▸ **THE TASK**
Where "AdminAdjustment" occurs in a line of the entries below, copy that line.

Stored data
▶

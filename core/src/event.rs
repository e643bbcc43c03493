//! Domain events: the ledger's narrative of what happened.
//!
//! Every money-moving operation reports what it did as `LedgerEvent`s.
//! The engine persists them to `event_log` after the primary mutation
//! has been applied; a failed write there never undoes the mutation.

use crate::types::{EntityId, InvestmentId, Money, UserId};
use chrono::{DateTime, Utc};
use serde::{Deserialize, Serialize};

/// Variants are only ever appended.
#[derive(Debug, Clone, Serialize, Deserialize, PartialEq)]
#[serde(tag = "type", rename_all = "snake_case")]
pub enum LedgerEvent {
    // ── Accounts ───────────────────────────────────
    UserRegistered {
        user_id: UserId,
        referred_by: Option<UserId>,
    },

    // ── Investments ────────────────────────────────
    InvestmentPurchased {
        investment_id: InvestmentId,
        user_id: UserId,
        plan_id: EntityId,
        amount: Money,
    },
    IncomeCollected {
        investment_id: InvestmentId,
        user_id: UserId,
        amount: Money,
        days: i64,
        is_final: bool,
    },
    CapitalReturned {
        investment_id: InvestmentId,
        user_id: UserId,
        amount: Money,
    },
    InvestmentClosed {
        investment_id: InvestmentId,
        status: String,
    },
    EarningsTransferred {
        investment_id: InvestmentId,
        user_id: UserId,
        amount: Money,
    },

    // ── Referrals and agents ───────────────────────
    CommissionPaid {
        referrer_id: UserId,
        referred_user_id: UserId,
        commission_type: String,
        level: u8,
        amount: Money,
    },
    AgentEligibilityAchieved {
        user_id: UserId,
    },
    AgentActivated {
        user_id: UserId,
        admin_id: UserId,
    },
    AgentSuspended {
        user_id: UserId,
        admin_id: UserId,
    },

    // ── Cash movements ─────────────────────────────
    DepositApproved {
        deposit_id: EntityId,
        user_id: UserId,
        amount: Money,
    },
    WithdrawalRequested {
        withdrawal_id: EntityId,
        user_id: UserId,
        total_deducted: Money,
    },
    WithdrawalRefunded {
        withdrawal_id: EntityId,
        user_id: UserId,
        amount: Money,
    },

    // ── Admin ──────────────────────────────────────
    AdminAdjustment {
        admin_id: UserId,
        user_id: UserId,
        action: String,
        amount: Money,
    },
}

impl LedgerEvent {
    /// Stable string name used for the event_type column in event_log.
    pub fn type_name(&self) -> &'static str {
        match self {
            Self::UserRegistered { .. } => "user_registered",
            Self::InvestmentPurchased { .. } => "investment_purchased",
            Self::IncomeCollected { .. } => "income_collected",
            Self::CapitalReturned { .. } => "capital_returned",
            Self::InvestmentClosed { .. } => "investment_closed",
            Self::EarningsTransferred { .. } => "earnings_transferred",
            Self::CommissionPaid { .. } => "commission_paid",
            Self::AgentEligibilityAchieved { .. } => "agent_eligibility_achieved",
            Self::AgentActivated { .. } => "agent_activated",
            Self::AgentSuspended { .. } => "agent_suspended",
            Self::DepositApproved { .. } => "deposit_approved",
            Self::WithdrawalRequested { .. } => "withdrawal_requested",
            Self::WithdrawalRefunded { .. } => "withdrawal_refunded",
            Self::AdminAdjustment { .. } => "admin_adjustment",
        }
    }
}

/// The event log entry as persisted to SQLite.
#[derive(Debug, Clone, Serialize, Deserialize)]
pub struct EventLogEntry {
    pub id: Option<i64>,
    pub component: String,
    pub event_type: String,
    pub payload: String, // JSON-serialized LedgerEvent
    pub created_at: DateTime<Utc>,
}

◀

▸ **RESULT**
    AdminAdjustment {
            Self::AdminAdjustment { .. } => "admin_adjustment",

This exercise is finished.